All this would be a bit too up market for such everyday items as your ink jet printer save for one thing. When someone mentions “open source” thoughts inevitably go to software like Linux. While products like Linux get the press thousands of hackers have quietly been building quite a respectable open source hardware presence. One such team of hackers are busily producing an ultra cheap, open source 3D prototyping machine. The RepRap (Rapid Replicator) project directed out of the University of Bath in the UK. RepRappers are currently in an advanced stage of working the bugs out of their first open source prototyping machine in New Zealand. Their machine is on target for a build price of about US$400 and will be capable of making objects for about US$0.02/cubic centimeter. That represents a considerable slide down the market pyramid from their current commercial competition. Their development systems will easily fit on the top of your kitchen table.

The truly revolutionary aspect to the RepRap 3D protyping machine is that it can more or less make copies of itself save for that small Ziplock bag of “high tech” items like small motors and cheap integrated circuits all of which have long been commoditized. This means that you do not need a conventional factory to make it. It can make itself. It can diffuse over a society in a viral manner like peer to peer file sharing rather than a serial manner like conventional consumer appliances. It also means that anybody can start a manufacturing company for US$400 and scale it up and down to match their production levels.

While a RepRap protyping machine can not reach production levels of a conventional production line such as those that China has invested so heavily in during the past few decades it can, for example, make the parts for five very different appliances one after the other with no retooling or setup time whatsoever.

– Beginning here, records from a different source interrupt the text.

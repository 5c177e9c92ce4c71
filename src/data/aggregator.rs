use chrono::NaiveDateTime;
use serde::Serialize;

use crate::data::series::{RawQuoteEntry, RawSeries};
use crate::error::AggregationError;

/// Timestamp layout used by the provider for intraday bars.
pub const TIMESTAMP_FORMAT: &str = "%Y-%m-%d %H:%M:%S";

/// Latest/high/low summary of one series.
#[derive(Debug, Clone, PartialEq, Serialize)]
#[serde(rename_all = "camelCase")]
pub struct Snapshot {
    pub symbol: String,
    pub latest_price: f64,
    pub latest_timestamp: NaiveDateTime,
    pub highest_price: f64,
    pub lowest_price: f64,
}

struct ParsedBar {
    at: NaiveDateTime,
    high: f64,
    low: f64,
    close: f64,
}

#[derive(Clone, Copy)]
struct Extremes {
    high: f64,
    low: f64,
}

impl Extremes {
    fn observe(current: Option<Self>, bar: &ParsedBar) -> Self {
        match current {
            None => Self { high: bar.high, low: bar.low },
            Some(seen) => Self {
                high: seen.high.max(bar.high),
                low: seen.low.min(bar.low),
            },
        }
    }
}

/// Reduce a raw series into a [`Snapshot`].
///
/// Every entry must parse; the first malformed one (in key order) fails the
/// whole call. Keys are walked in sorted order, which for the fixed
/// timestamp layout is also chronological order, so neither the result nor
/// the reported error depends on map iteration order.
pub fn reduce(series: &RawSeries) -> Result<Snapshot, AggregationError> {
    if series.is_empty() {
        return Err(AggregationError::EmptySeries {
            symbol: series.symbol().to_string(),
        });
    }

    let mut keyed: Vec<(&String, &RawQuoteEntry)> = series.entries.iter().collect();
    keyed.sort_unstable_by(|a, b| a.0.cmp(b.0));

    let bars = keyed
        .into_iter()
        .map(|(timestamp, entry)| parse_bar(timestamp, entry))
        .collect::<Result<Vec<_>, _>>()?;

    let extremes = bars
        .iter()
        .fold(None, |seen, bar| Some(Extremes::observe(seen, bar)));

    match (bars.last(), extremes) {
        (Some(latest), Some(extremes)) => Ok(Snapshot {
            symbol: series.symbol().to_string(),
            latest_price: latest.close,
            latest_timestamp: latest.at,
            highest_price: extremes.high,
            lowest_price: extremes.low,
        }),
        _ => Err(AggregationError::EmptySeries {
            symbol: series.symbol().to_string(),
        }),
    }
}

fn parse_bar(timestamp: &str, entry: &RawQuoteEntry) -> Result<ParsedBar, AggregationError> {
    let at = parse_timestamp(timestamp)?;

    parse_price(timestamp, "open", &entry.open)?;
    let high = parse_price(timestamp, "high", &entry.high)?;
    let low = parse_price(timestamp, "low", &entry.low)?;
    let close = parse_price(timestamp, "close", &entry.close)?;

    if low > high {
        return Err(malformed(timestamp, format!("low {} above high {}", low, high)));
    }
    if close < low || close > high {
        return Err(malformed(
            timestamp,
            format!("close {} outside range [{}, {}]", close, low, high),
        ));
    }

    Ok(ParsedBar {
        at,
        high,
        low,
        close,
    })
}

/// Parse a bar key, accepting only the zero-padded `YYYY-MM-DD HH:MM:SS` form.
fn parse_timestamp(timestamp: &str) -> Result<NaiveDateTime, AggregationError> {
    let at = NaiveDateTime::parse_from_str(timestamp, TIMESTAMP_FORMAT)
        .map_err(|e| malformed(timestamp, format!("invalid timestamp: {}", e)))?;

    // chrono tolerates unpadded fields; round-trip to reject them
    if at.format(TIMESTAMP_FORMAT).to_string() != timestamp {
        return Err(malformed(
            timestamp,
            format!("timestamp is not in {} form", TIMESTAMP_FORMAT),
        ));
    }
    Ok(at)
}

fn parse_price(timestamp: &str, field: &str, raw: &str) -> Result<f64, AggregationError> {
    let value: f64 = raw
        .trim()
        .parse()
        .map_err(|e| malformed(timestamp, format!("invalid {} '{}': {}", field, raw, e)))?;
    if !value.is_finite() {
        return Err(malformed(timestamp, format!("non-finite {} '{}'", field, raw)));
    }
    Ok(value)
}

fn malformed(timestamp: &str, reason: String) -> AggregationError {
    AggregationError::MalformedEntry {
        timestamp: timestamp.to_string(),
        reason,
    }
}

Short production runs now means one-of-a-kind rather than several thousand. The concept of the RepRap machine is not known as the “Santa Claus Machine” for nothing.

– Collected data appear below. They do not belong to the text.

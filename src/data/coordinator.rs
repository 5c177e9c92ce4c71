use std::collections::{BTreeMap, BTreeSet};
use std::sync::Arc;
use std::time::Duration;

use log::debug;
use tokio::sync::Semaphore;
use tokio_util::task::AbortOnDropHandle;

use crate::data::aggregator::{reduce, Snapshot};
use crate::data::provider::QuoteProvider;
use crate::data::series::RawSeries;
use crate::error::{FetchError, ProviderError};

/// Raw series together with its reduction.
#[derive(Debug, Clone)]
pub struct SymbolQuote {
    pub series: RawSeries,
    pub snapshot: Snapshot,
}

pub type FetchResult = Result<SymbolQuote, FetchError>;

/// Trim and upper-case a ticker symbol.
pub fn normalize_symbol(raw: &str) -> String {
    raw.trim().to_ascii_uppercase()
}

/// Fans symbol retrievals out to the provider and joins them back.
///
/// Cheap to clone; clones share the provider and the optional limiter.
#[derive(Clone)]
pub struct FetchCoordinator {
    provider: Arc<dyn QuoteProvider>,
    request_timeout: Duration,
    limiter: Option<Arc<Semaphore>>,
}

impl FetchCoordinator {
    pub fn new(provider: Arc<dyn QuoteProvider>, request_timeout: Duration) -> Self {
        Self {
            provider,
            request_timeout,
            limiter: None,
        }
    }

    /// Cap the number of retrievals in flight across all callers.
    pub fn with_concurrency_limit(mut self, permits: usize) -> Self {
        self.limiter = Some(Arc::new(Semaphore::new(permits.max(1))));
        self
    }

    pub fn provider_name(&self) -> &'static str {
        self.provider.name()
    }

    /// Retrieve and reduce one symbol.
    pub async fn fetch_one(&self, symbol: &str) -> FetchResult {
        let series = self.retrieve(symbol).await?;
        let snapshot = reduce(&series).map_err(|source| FetchError::Aggregation {
            symbol: symbol.to_string(),
            source,
        })?;
        Ok(SymbolQuote { series, snapshot })
    }

    /// Retrieve every symbol concurrently and wait for all of them.
    ///
    /// Symbols are normalized and de-duplicated first. A failure for one
    /// symbol only affects that symbol's entry. Dropping the returned future
    /// aborts the retrievals still in flight.
    pub async fn fetch_batch<I, S>(&self, symbols: I) -> BTreeMap<String, FetchResult>
    where
        I: IntoIterator<Item = S>,
        S: AsRef<str>,
    {
        let symbols: BTreeSet<String> = symbols
            .into_iter()
            .map(|s| normalize_symbol(s.as_ref()))
            .filter(|s| !s.is_empty())
            .collect();

        let handles: Vec<(String, AbortOnDropHandle<FetchResult>)> = symbols
            .into_iter()
            .map(|symbol| {
                let coordinator = self.clone();
                let task_symbol = symbol.clone();
                let handle = tokio::spawn(async move { coordinator.fetch_one(&task_symbol).await });
                (symbol, AbortOnDropHandle::new(handle))
            })
            .collect();

        let mut results = BTreeMap::new();
        for (symbol, handle) in handles {
            let result = match handle.await {
                Ok(result) => result,
                Err(e) => Err(FetchError::Task {
                    symbol: symbol.clone(),
                    reason: e.to_string(),
                }),
            };
            results.insert(symbol, result);
        }

        debug!(
            "Batch of {} symbols complete, {} failed",
            results.len(),
            results.values().filter(|r| r.is_err()).count()
        );
        results
    }

    async fn retrieve(&self, symbol: &str) -> Result<RawSeries, ProviderError> {
        let _permit = match &self.limiter {
            Some(limiter) => limiter.acquire().await.ok(),
            None => None,
        };

        let result =
            match tokio::time::timeout(self.request_timeout, self.provider.fetch_series(symbol)).await {
                Ok(result) => result,
                Err(_) => Err(ProviderError::Timeout {
                    symbol: symbol.to_string(),
                    timeout_ms: self.request_timeout.as_millis(),
                }),
            };

        if let Err(e) = &result {
            debug!("{} retrieval from {} failed: {}", e.symbol(), self.provider.name(), e);
        }
        result
    }
}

Open source consumer technology can be expected to share the same characteristics as its software cousins such as Linux. Can you, for example, imagine an open source ink jet printer that requires ink cartridges that cost nearly as much to replace as it would cost to buy a new printer? More than a few industrial business models are in for some very hard times.

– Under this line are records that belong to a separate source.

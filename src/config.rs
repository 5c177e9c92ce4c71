use std::env;
use std::str::FromStr;
use std::time::Duration;
use log::warn;

// Server Configuration
pub const DEFAULT_BIND_ADDRESS: &str = "127.0.0.1:8080";
pub const DEFAULT_API_BIND_ADDRESS: &str = "127.0.0.1:8081";

// Provider Configuration
pub const DEFAULT_PROVIDER_BASE_URL: &str = "https://www.alphavantage.co/query";
pub const DEFAULT_QUOTE_INTERVAL: &str = "5min";
pub const DEFAULT_REQUEST_TIMEOUT_SECS: u64 = 10;
pub const DEFAULT_SYMBOLS: &str = "IBM,PLTR";

// Cadences
pub const DEFAULT_PUSH_INTERVAL_SECS: u64 = 2;
pub const DEFAULT_REFRESH_INTERVAL_SECS: u64 = 300;

// Per-session outbound queue
pub const DEFAULT_OUTBOUND_QUEUE_SIZE: usize = 100;

pub struct Config {
    pub bind_address: String,
    pub api_bind_address: String,
    pub api_key: String,
    pub provider_base_url: String,
    pub quote_interval: String,
    pub symbols: Vec<String>,
    pub push_interval: Duration,
    pub refresh_interval: Duration,
    pub request_timeout: Duration,
    pub max_concurrent_fetches: Option<usize>,
    pub outbound_queue_size: usize,
    pub refresh_on_startup: bool,
    pub log_level: String,
}

impl Config {
    pub fn from_env() -> Self {
        Self {
            bind_address: env::var("BIND_ADDRESS")
                .unwrap_or_else(|_| DEFAULT_BIND_ADDRESS.to_string()),
            api_bind_address: env::var("API_BIND_ADDRESS")
                .unwrap_or_else(|_| DEFAULT_API_BIND_ADDRESS.to_string()),
            api_key: env::var("API_KEY").unwrap_or_default(),
            provider_base_url: env::var("PROVIDER_BASE_URL")
                .unwrap_or_else(|_| DEFAULT_PROVIDER_BASE_URL.to_string()),
            quote_interval: env::var("QUOTE_INTERVAL")
                .unwrap_or_else(|_| DEFAULT_QUOTE_INTERVAL.to_string()),
            symbols: parse_symbols(
                &env::var("SYMBOLS").unwrap_or_else(|_| DEFAULT_SYMBOLS.to_string()),
            ),
            push_interval: Duration::from_secs(env_or("PUSH_INTERVAL_SECS", DEFAULT_PUSH_INTERVAL_SECS)),
            refresh_interval: Duration::from_secs(env_or(
                "REFRESH_INTERVAL_SECS",
                DEFAULT_REFRESH_INTERVAL_SECS,
            )),
            request_timeout: Duration::from_secs(env_or(
                "REQUEST_TIMEOUT_SECS",
                DEFAULT_REQUEST_TIMEOUT_SECS,
            )),
            max_concurrent_fetches: env::var("MAX_CONCURRENT_FETCHES")
                .ok()
                .and_then(|raw| parse_or_warn("MAX_CONCURRENT_FETCHES", &raw)),
            outbound_queue_size: env_or("OUTBOUND_QUEUE_SIZE", DEFAULT_OUTBOUND_QUEUE_SIZE),
            refresh_on_startup: env_or("REFRESH_ON_STARTUP", false),
            log_level: env::var("RUST_LOG")
                .unwrap_or_else(|_| "info".to_string()),
        }
    }

    pub fn validate(&self) -> Result<(), String> {
        if self.api_key.trim().is_empty() {
            return Err("API_KEY is not set".to_string());
        }

        if self.symbols.is_empty() {
            return Err("SYMBOLS must name at least one ticker".to_string());
        }

        if self.push_interval.is_zero() || self.refresh_interval.is_zero() {
            return Err("Push and refresh intervals must be greater than zero".to_string());
        }

        if self.request_timeout.is_zero() {
            return Err("REQUEST_TIMEOUT_SECS must be greater than zero".to_string());
        }

        if self.outbound_queue_size == 0 {
            return Err("OUTBOUND_QUEUE_SIZE must be greater than zero".to_string());
        }

        if self.max_concurrent_fetches == Some(0) {
            return Err("MAX_CONCURRENT_FETCHES must be greater than zero when set".to_string());
        }

        Ok(())
    }

    pub fn log_config(&self) {
        println!("Server Configuration:");
        println!("  WebSocket Address: {}", self.bind_address);
        println!("  API Address: {}", self.api_bind_address);
        println!("  Provider: {} ({})", self.provider_base_url, self.quote_interval);
        println!("  Symbols: {}", self.symbols.join(","));
        println!("  Push Interval: {:?}", self.push_interval);
        println!("  Refresh Interval: {:?}", self.refresh_interval);
        println!("  Request Timeout: {:?}", self.request_timeout);
        println!("  Log Level: {}", self.log_level);
        println!("  API Key: {}***", self.api_key.chars().take(4).collect::<String>());
    }
}

fn parse_symbols(raw: &str) -> Vec<String> {
    let mut symbols: Vec<String> = raw
        .split(',')
        .map(|s| s.trim().to_ascii_uppercase())
        .filter(|s| !s.is_empty())
        .collect();
    symbols.sort();
    symbols.dedup();
    symbols
}

fn env_or<T: FromStr>(key: &str, default: T) -> T {
    env::var(key)
        .ok()
        .and_then(|raw| parse_or_warn(key, &raw))
        .unwrap_or(default)
}

fn parse_or_warn<T: FromStr>(key: &str, raw: &str) -> Option<T> {
    match raw.trim().parse() {
        Ok(value) => Some(value),
        Err(_) => {
            warn!("Ignoring invalid value for {}: '{}'", key, raw);
            None
        }
    }
}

China, with its heavy emphasis on low cost manufacturing is headed for big trouble economically. So are consumer appliance manufacturing industries elsewhere.

{published in Agoravox, 26 July 2006}

1 comment:

Forrest Higgs said...

This article was published four years ago.

It is worth noting that Reprap machines are entering their third generation now and there are thousands of them in use.

The price to build a second generation Mendel Reprap printer is about US$500.